All Rise CBS Writers Quit
Monty Brinton/CBS

The writing staff for the CBS courtroom drama starring Simone Missick as a judge in Los Angeles will look different in its second season.

Five of seven writers originally part of All Rise (including three people of color) will not be returning for its second season, due to disputes with showrunner Greg Spottiswood about storylines involving race and gender, The New York Times reports.

“We had to do so much behind the scenes to keep these scripts from being racist and offensive,” Shernold Edwards revealed. (She exited the drama during its first season, in November.) Meanwhile, Sunil Nayar said he “was only there because I’m the brown guy,” rather than to work as an executive producer. Dee Harris-Lawrence (OWN’s David Makes Man) joined as co-showrunner in December following Nayar’s exit.

Spottiswood “insisted on having a co-show runner to serve as a trusted and valued partner to promote diverse storytelling with the series,” according to a statement from Warner Bros., but “the intended partnership we all hoped for did not materialize.” Human resources investigated after complaints and, while Warner Bros. “identified area for improvement,” they didn’t think he needed to be removed from his position.

Greg Spottiswood All Rise

Greg Spottiswood (Vanessa Viola/Vanessa Viola Photography)

Writers have voiced issues with several storylines. According to the report, Edwards spoke up about dialogue or storylines for the lead, a Black woman, that “seemed false or offensively stereotypical.” She and Nayar also spoke out against a scene that was eventually cut in which Sara (Lindsay Mendez) was to suggest to Emily (Jessica Camacho), who had left her abusive husband, that a one-night stand would help her deal with the difficulties of living alone before a naked white man got on the elevator with them. They would have ignored him, but Edwards found it to be “a dangerous situation that they would have to respond to.”

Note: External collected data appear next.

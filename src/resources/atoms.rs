//! The process-wide atom table.
//!
//! Atoms 1..=68 are predefined by the protocol; anything else is allocated
//! monotonically as clients intern names. Lookup is bidirectional and
//! interning never invalidates an existing handle, so concurrent readers
//! of old atoms are always safe.

use std::collections::HashMap;

use tracing::debug;

use crate::protocol::types::Atom;

/// Predefined atom values, usable as constants throughout the server.
pub mod predefined {
    use crate::protocol::types::Atom;

    pub const PRIMARY: Atom = 1;
    pub const SECONDARY: Atom = 2;
    pub const ARC: Atom = 3;
    pub const ATOM: Atom = 4;
    pub const BITMAP: Atom = 5;
    pub const CARDINAL: Atom = 6;
    pub const COLORMAP: Atom = 7;
    pub const CURSOR: Atom = 8;
    pub const CUT_BUFFER0: Atom = 9;
    pub const CUT_BUFFER1: Atom = 10;
    pub const CUT_BUFFER2: Atom = 11;
    pub const CUT_BUFFER3: Atom = 12;
    pub const CUT_BUFFER4: Atom = 13;
    pub const CUT_BUFFER5: Atom = 14;
    pub const CUT_BUFFER6: Atom = 15;
    pub const CUT_BUFFER7: Atom = 16;
    pub const DRAWABLE: Atom = 17;
    pub const FONT: Atom = 18;
    pub const INTEGER: Atom = 19;
    pub const PIXMAP: Atom = 20;
    pub const POINT: Atom = 21;
    pub const RECTANGLE: Atom = 22;
    pub const RESOURCE_MANAGER: Atom = 23;
    pub const RGB_COLOR_MAP: Atom = 24;
    pub const RGB_BEST_MAP: Atom = 25;
    pub const RGB_BLUE_MAP: Atom = 26;
    pub const RGB_DEFAULT_MAP: Atom = 27;
    pub const RGB_GRAY_MAP: Atom = 28;
    pub const RGB_GREEN_MAP: Atom = 29;
    pub const RGB_RED_MAP: Atom = 30;
    pub const STRING: Atom = 31;
    pub const VISUALID: Atom = 32;
    pub const WINDOW: Atom = 33;
    pub const WM_COMMAND: Atom = 34;
    pub const WM_HINTS: Atom = 35;
    pub const WM_CLIENT_MACHINE: Atom = 36;
    pub const WM_ICON_NAME: Atom = 37;
    pub const WM_ICON_SIZE: Atom = 38;
    pub const WM_NAME: Atom = 39;
    pub const WM_NORMAL_HINTS: Atom = 40;
    pub const WM_SIZE_HINTS: Atom = 41;
    pub const WM_ZOOM_HINTS: Atom = 42;
    pub const MIN_SPACE: Atom = 43;
    pub const NORM_SPACE: Atom = 44;
    pub const MAX_SPACE: Atom = 45;
    pub const END_SPACE: Atom = 46;
    pub const SUPERSCRIPT_X: Atom = 47;
    pub const SUPERSCRIPT_Y: Atom = 48;
    pub const SUBSCRIPT_X: Atom = 49;
    pub const SUBSCRIPT_Y: Atom = 50;
    pub const UNDERLINE_POSITION: Atom = 51;
    pub const UNDERLINE_THICKNESS: Atom = 52;
    pub const STRIKEOUT_ASCENT: Atom = 53;
    pub const STRIKEOUT_DESCENT: Atom = 54;
    pub const ITALIC_ANGLE: Atom = 55;
    pub const X_HEIGHT: Atom = 56;
    pub const QUAD_WIDTH: Atom = 57;
    pub const WEIGHT: Atom = 58;
    pub const POINT_SIZE: Atom = 59;
    pub const RESOLUTION: Atom = 60;
    pub const COPYRIGHT: Atom = 61;
    pub const NOTICE: Atom = 62;
    pub const FONT_NAME: Atom = 63;
    pub const FAMILY_NAME: Atom = 64;
    pub const FULL_NAME: Atom = 65;
    pub const CAP_HEIGHT: Atom = 66;
    pub const WM_CLASS: Atom = 67;
    pub const WM_TRANSIENT_FOR: Atom = 68;

    pub const LAST: Atom = WM_TRANSIENT_FOR;
}

const PREDEFINED_NAMES: [&str; 68] = [
    "PRIMARY",
    "SECONDARY",
    "ARC",
    "ATOM",
    "BITMAP",
    "CARDINAL",
    "COLORMAP",
    "CURSOR",
    "CUT_BUFFER0",
    "CUT_BUFFER1",
    "CUT_BUFFER2",
    "CUT_BUFFER3",
    "CUT_BUFFER4",
    "CUT_BUFFER5",
    "CUT_BUFFER6",
    "CUT_BUFFER7",
    "DRAWABLE",
    "FONT",
    "INTEGER",
    "PIXMAP",
    "POINT",
    "RECTANGLE",
    "RESOURCE_MANAGER",
    "RGB_COLOR_MAP",
    "RGB_BEST_MAP",
    "RGB_BLUE_MAP",
    "RGB_DEFAULT_MAP",
    "RGB_GRAY_MAP",
    "RGB_GREEN_MAP",
    "RGB_RED_MAP",
    "STRING",
    "VISUALID",
    "WINDOW",
    "WM_COMMAND",
    "WM_HINTS",
    "WM_CLIENT_MACHINE",
    "WM_ICON_NAME",
    "WM_ICON_SIZE",
    "WM_NAME",
    "WM_NORMAL_HINTS",
    "WM_SIZE_HINTS",
    "WM_ZOOM_HINTS",
    "MIN_SPACE",
    "NORM_SPACE",
    "MAX_SPACE",
    "END_SPACE",
    "SUPERSCRIPT_X",
    "SUPERSCRIPT_Y",
    "SUBSCRIPT_X",
    "SUBSCRIPT_Y",
    "UNDERLINE_POSITION",
    "UNDERLINE_THICKNESS",
    "STRIKEOUT_ASCENT",
    "STRIKEOUT_DESCENT",
    "ITALIC_ANGLE",
    "X_HEIGHT",
    "QUAD_WIDTH",
    "WEIGHT",
    "POINT_SIZE",
    "RESOLUTION",
    "COPYRIGHT",
    "NOTICE",
    "FONT_NAME",
    "FAMILY_NAME",
    "FULL_NAME",
    "CAP_HEIGHT",
    "WM_CLASS",
    "WM_TRANSIENT_FOR",
];

#[derive(Debug)]
pub struct AtomTable {
    by_name: HashMap<String, Atom>,
    by_id: HashMap<Atom, String>,
    next: Atom,
}

impl AtomTable {
    pub fn new() -> Self {
        let mut table = Self {
            by_name: HashMap::with_capacity(128),
            by_id: HashMap::with_capacity(128),
            next: predefined::LAST + 1,
        };
        for (index, name) in PREDEFINED_NAMES.iter().enumerate() {
            let atom = index as Atom + 1;
            table.by_name.insert((*name).to_string(), atom);
            table.by_id.insert(atom, (*name).to_string());
        }
        table
    }

    /// Intern `name`, allocating a fresh atom unless `only_if_exists`.
    pub fn intern(&mut self, name: &str, only_if_exists: bool) -> Option<Atom> {
        if let Some(&atom) = self.by_name.get(name) {
            return Some(atom);
        }
        if only_if_exists {
            return None;
        }
        let atom = self.next;
        self.next += 1;
        self.by_name.insert(name.to_string(), atom);
        self.by_id.insert(atom, name.to_string());
        debug!(name, atom, "interned atom");
        Some(atom)
    }

    pub fn lookup(&self, name: &str) -> Option<Atom> {
        self.by_name.get(name).copied()
    }

    pub fn name(&self, atom: Atom) -> Option<&str> {
        self.by_id.get(&atom).map(String::as_str)
    }

    pub fn exists(&self, atom: Atom) -> bool {
        self.by_id.contains_key(&atom)
    }

    pub fn len(&self) -> usize {
        self.by_id.len()
    }

    pub fn is_empty(&self) -> bool {
        self.by_id.is_empty()
    }
}

impl Default for AtomTable {
    fn default() -> Self {
        Self::new()
    }
}
//! Cursors, extensions, keyboard/pointer bookkeeping, hosts, screen
//! saver, close-down, and the other odds and ends of the core protocol.

use tracing::debug;

use super::{done, globalize, reply, HandlerResult};
use crate::protocol::errors::XError;
use crate::protocol::events::Event;
use crate::protocol::opcodes;
use crate::protocol::replies::{HostEntry, Reply};
use crate::protocol::requests::Request;
use crate::protocol::types::*;
use crate::resources::cursor::{CursorRecord, CursorSource};
use crate::resources::registry::Resource;
use crate::server::keymap;
use crate::server::state::ServerState;

pub fn handle_cursor(state: &mut ServerState, client: ClientId, request: Request) -> HandlerResult {
    match request {
        Request::CreateCursor {
            cid,
            source,
            mask,
            fore_red,
            fore_green,
            fore_blue,
            back_red,
            back_green,
            back_blue,
            x,
            y,
        } => {
            if cid == NONE || cid > RESOURCE_ID_MASK {
                return Err(XError::id_choice(cid));
            }
            let cid = globalize(state, client, cid);
            let source = globalize(state, client, source);
            let mask = globalize(state, client, mask);
            let source_pixmap = state.registry.pixmap(source)?;
            if source_pixmap.depth != 1 {
                return Err(XError::match_error());
            }
            if mask != NONE {
                let mask_pixmap = state.registry.pixmap(mask)?;
                if mask_pixmap.depth != 1 {
                    return Err(XError::match_error());
                }
            }
            let record = CursorRecord {
                id: cid,
                source: CursorSource::Pixmaps,
                fore_rgb: (fore_red, fore_green, fore_blue),
                back_rgb: (back_red, back_green, back_blue),
            };
            state.registry.insert(client, cid, Resource::Cursor(record.clone()))?;
            state.frontend.create_cursor(&record, source, mask, x, y);
            done()
        }
        Request::CreateGlyphCursor {
            cid,
            source_font,
            mask_font,
            source_char,
            mask_char,
            fore_red,
            fore_green,
            fore_blue,
            back_red,
            back_green,
            back_blue,
        } => {
            if cid == NONE || cid > RESOURCE_ID_MASK {
                return Err(XError::id_choice(cid));
            }
            let cid = globalize(state, client, cid);
            let source_font = globalize(state, client, source_font);
            let mask_font = globalize(state, client, mask_font);
            state.registry.font(source_font)?;
            if mask_font != NONE {
                state.registry.font(mask_font)?;
            }
            let record = CursorRecord {
                id: cid,
                source: CursorSource::Glyph { source_char, mask_char },
                fore_rgb: (fore_red, fore_green, fore_blue),
                back_rgb: (back_red, back_green, back_blue),
            };
            state.registry.insert(client, cid, Resource::Cursor(record.clone()))?;
            state.frontend.create_glyph_cursor(&record, source_font, mask_font);
            done()
        }
        Request::FreeCursor { cursor } => {
            let cursor = globalize(state, client, cursor);
            state.registry.cursor(cursor)?;
            state.registry.remove(cursor);
            state.frontend.free_cursor(cursor);
            done()
        }
        Request::RecolorCursor {
            cursor,
            fore_red,
            fore_green,
            fore_blue,
            back_red,
            back_green,
            back_blue,
        } => {
            let cursor = globalize(state, client, cursor);
            let record = state.registry.cursor_mut(cursor)?;
            record.fore_rgb = (fore_red, fore_green, fore_blue);
            record.back_rgb = (back_red, back_green, back_blue);
            let record = state.registry.cursor(cursor)?.clone();
            state.frontend.recolor_cursor(&record);
            done()
        }
        other => unreachable!("non-cursor request routed here: {other:?}"),
    }
}

pub fn handle(state: &mut ServerState, client: ClientId, request: Request) -> HandlerResult {
    match request {
        Request::QueryExtension { name } => {
            let present = name == "XInputExtension";
            reply(Reply::QueryExtension {
                present,
                major_opcode: if present { opcodes::XINPUT_MAJOR } else { 0 },
                first_event: if present { crate::xinput::FIRST_EVENT } else { 0 },
                first_error: if present { crate::xinput::FIRST_ERROR } else { 0 },
            })
        }
        Request::ListExtensions => {
            reply(Reply::ListExtensions { names: vec!["XInputExtension".to_string()] })
        }
        Request::GrabServer => {
            // Bookkeeping only: the single-writer model already serialises
            // request handling across connections.
            state.server_grab = Some(client);
            done()
        }
        Request::UngrabServer => {
            if state.server_grab == Some(client) {
                state.server_grab = None;
            }
            done()
        }
        Request::ChangeKeyboardMapping { first_keycode, keysyms_per_keycode, keysyms } => {
            if first_keycode < keymap::MIN_KEYCODE {
                return Err(XError::value(first_keycode as u32));
            }
            let accepted = state.frontend.change_keyboard_mapping(
                first_keycode,
                keysyms_per_keycode,
                &keysyms,
            );
            if !accepted {
                // Keep a server-side copy so GetKeyboardMapping agrees.
                store_keymap(state, first_keycode, keysyms_per_keycode, &keysyms);
            }
            let count = (keysyms.len() / keysyms_per_keycode.max(1) as usize) as u8;
            broadcast_mapping(state, 1, first_keycode, count);
            done()
        }
        Request::GetKeyboardMapping { first_keycode, count } => {
            if first_keycode < keymap::MIN_KEYCODE
                || first_keycode as u16 + count as u16 - 1 > keymap::MAX_KEYCODE as u16
            {
                return Err(XError::value(first_keycode as u32));
            }
            if let Some((per, keysyms)) = state.frontend.get_keyboard_mapping(first_keycode, count) {
                return reply(Reply::GetKeyboardMapping { keysyms_per_keycode: per, keysyms });
            }
            let per = state.keymap.keysyms_per_keycode;
            let start = (first_keycode - keymap::MIN_KEYCODE) as usize * per as usize;
            let len = count as usize * per as usize;
            let keysyms = state.keymap.keysyms[start..start + len].to_vec();
            reply(Reply::GetKeyboardMapping { keysyms_per_keycode: per, keysyms })
        }
        Request::ChangeKeyboardControl { mask, values } => {
            // Value list in mask-bit order: key-click, bell volume/pitch/
            // duration, led, led-mode, key, auto-repeat-mode.
            let mut values = values.into_iter();
            if mask & 0x01 != 0 {
                if let Some(value) = values.next() {
                    state.keyboard_settings.key_click_percent = value as u8;
                }
            }
            if mask & 0x02 != 0 {
                if let Some(value) = values.next() {
                    state.keyboard_settings.bell_percent = value as u8;
                }
            }
            if mask & 0x04 != 0 {
                if let Some(value) = values.next() {
                    state.keyboard_settings.bell_pitch = value as u16;
                }
            }
            if mask & 0x08 != 0 {
                if let Some(value) = values.next() {
                    state.keyboard_settings.bell_duration = value as u16;
                }
            }
            done()
        }
        Request::GetKeyboardControl => {
            let settings = &state.keyboard_settings;
            reply(Reply::GetKeyboardControl {
                global_auto_repeat: settings.global_auto_repeat,
                led_mask: settings.led_mask,
                key_click_percent: settings.key_click_percent,
                bell_percent: settings.bell_percent,
                bell_pitch: settings.bell_pitch,
                bell_duration: settings.bell_duration,
                auto_repeats: settings.auto_repeats,
            })
        }
        Request::Bell { percent } => {
            if !(-100..=100).contains(&percent) {
                return Err(XError::value(percent as u32));
            }
            state.frontend.bell(percent);
            done()
        }
        Request::ChangePointerControl {
            acceleration_numerator,
            acceleration_denominator,
            threshold,
            do_acceleration,
            do_threshold,
        } => {
            if do_acceleration {
                if acceleration_denominator == 0 {
                    return Err(XError::value(0));
                }
                state.pointer_settings.acceleration_numerator = acceleration_numerator as u16;
                state.pointer_settings.acceleration_denominator = acceleration_denominator as u16;
            }
            if do_threshold {
                state.pointer_settings.threshold = threshold as u16;
            }
            done()
        }
        Request::GetPointerControl => {
            let settings = state.pointer_settings;
            reply(Reply::GetPointerControl {
                acceleration_numerator: settings.acceleration_numerator,
                acceleration_denominator: settings.acceleration_denominator,
                threshold: settings.threshold,
            })
        }
        Request::SetPointerMapping { map } => {
            if map.len() != state.keymap.pointer_map.len() {
                return Err(XError::value(map.len() as u32));
            }
            // Remapping a pressed button is refused with a Busy status.
            let busy = !state.input.pointer.state.is_empty()
                && state.input.pointer.state.intersects(
                    KeyButMask::BUTTON1
                        | KeyButMask::BUTTON2
                        | KeyButMask::BUTTON3
                        | KeyButMask::BUTTON4
                        | KeyButMask::BUTTON5,
                );
            if busy {
                return reply(Reply::SetPointerMapping { status: 1 });
            }
            if !state.frontend.set_pointer_mapping(&map) {
                state.keymap.pointer_map = map;
            }
            broadcast_mapping(state, 2, 0, 0);
            reply(Reply::SetPointerMapping { status: 0 })
        }
        Request::GetPointerMapping => {
            let map = state.frontend.get_pointer_mapping();
            let map = if map.is_empty() { state.keymap.pointer_map.clone() } else { map };
            reply(Reply::GetPointerMapping { map })
        }
        Request::SetModifierMapping { keycodes_per_modifier, keycodes } => {
            if keycodes.len() != 8 * keycodes_per_modifier as usize {
                return Err(XError::length());
            }
            state.keymap.keycodes_per_modifier = keycodes_per_modifier;
            state.keymap.modifier_map = keycodes;
            broadcast_mapping(state, 0, 0, 0);
            reply(Reply::SetModifierMapping { status: 0 })
        }
        Request::GetModifierMapping => reply(Reply::GetModifierMapping {
            keycodes_per_modifier: state.keymap.keycodes_per_modifier,
            keycodes: state.keymap.modifier_map.clone(),
        }),
        Request::SetScreenSaver { timeout, interval, prefer_blanking, allow_exposures } => {
            if prefer_blanking > 2 || allow_exposures > 2 {
                return Err(XError::value(prefer_blanking.max(allow_exposures) as u32));
            }
            if timeout >= 0 {
                state.screen_saver.timeout = timeout;
            }
            if interval >= 0 {
                state.screen_saver.interval = interval;
            }
            state.screen_saver.prefer_blanking = prefer_blanking;
            state.screen_saver.allow_exposures = allow_exposures;
            done()
        }
        Request::GetScreenSaver => {
            let saver = state.screen_saver;
            reply(Reply::GetScreenSaver {
                timeout: saver.timeout as u16,
                interval: saver.interval as u16,
                prefer_blanking: saver.prefer_blanking,
                allow_exposures: saver.allow_exposures,
            })
        }
        Request::ForceScreenSaver { .. } => {
            // There is no physical screen to blank behind the forwarder.
            done()
        }
        Request::ChangeHosts { insert, family, address } => {
            if family > 2 && family != 5 && family != 6 {
                return Err(XError::value(family as u32));
            }
            if insert {
                let exists = state
                    .hosts
                    .iter()
                    .any(|host| host.family == family && host.address == address);
                if !exists {
                    state.hosts.push(HostEntry { family, address });
                }
            } else {
                state
                    .hosts
                    .retain(|host| !(host.family == family && host.address == address));
            }
            done()
        }
        Request::ListHosts => reply(Reply::ListHosts {
            enabled: state.access_control,
            hosts: state.hosts.clone(),
        }),
        Request::SetAccessControl { enabled } => {
            state.access_control = enabled;
            done()
        }
        Request::SetCloseDownMode { mode } => {
            if let Some(client_state) = state.clients.get_mut(client) {
                client_state.close_down = mode;
            }
            debug!(client, ?mode, "close-down mode recorded");
            done()
        }
        Request::KillClient { resource } => {
            if resource == NONE {
                // AllTemporary: nothing is retained, so nothing to kill.
                return done();
            }
            let resource = globalize(state, client, resource);
            if !state.kill_by_resource(resource) {
                return Err(XError::value(resource));
            }
            done()
        }
        Request::NoOperation => done(),
        other => unreachable!("unrouted request: {other:?}"),
    }
}

fn store_keymap(state: &mut ServerState, first_keycode: KeyCode, per: u8, keysyms: &[KeySym]) {
    if per != state.keymap.keysyms_per_keycode {
        // Re-shape the table when a client uses a different width.
        let count = keymap::MAX_KEYCODE - keymap::MIN_KEYCODE + 1;
        let mut table = vec![0; count as usize * per as usize];
        let old_per = state.keymap.keysyms_per_keycode as usize;
        for keycode in 0..count as usize {
            for sym in 0..old_per.min(per as usize) {
                table[keycode * per as usize + sym] = state.keymap.keysyms[keycode * old_per + sym];
            }
        }
        state.keymap.keysyms = table;
        state.keymap.keysyms_per_keycode = per;
    }
    let start = (first_keycode - keymap::MIN_KEYCODE) as usize * per as usize;
    let end = (start + keysyms.len()).min(state.keymap.keysyms.len());
    state.keymap.keysyms[start..end].copy_from_slice(&keysyms[..end - start]);
}

/// MappingNotify goes to every connected client.
fn broadcast_mapping(state: &mut ServerState, request: u8, first_keycode: KeyCode, count: u8) {
    for client in state.clients.ids() {
        state.clients.deliver(
            client,
            &Event::MappingNotify { request, first_keycode, count },
            false,
        );
    }
}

Also cut was a storyline involving Latin American teenagers harassing people with machetes after a Latin American writer and Mendez found it “false and offensive,” according to Edwards.

Following Edwards and Nayar’s exits, Spottiswood addressed the writers room with the following statement: “I acknowledge that I can have a rhetorical, professorial tone in the room, and that can be perceived by some as condescending, and that I can be defensive in creative conversations and debates. I remain strongly committed to improving my communication style and skills, and to being a more inclusive leader — ensuring that writers and artists are not just heard, but feel listened to, respected, safe and valued.”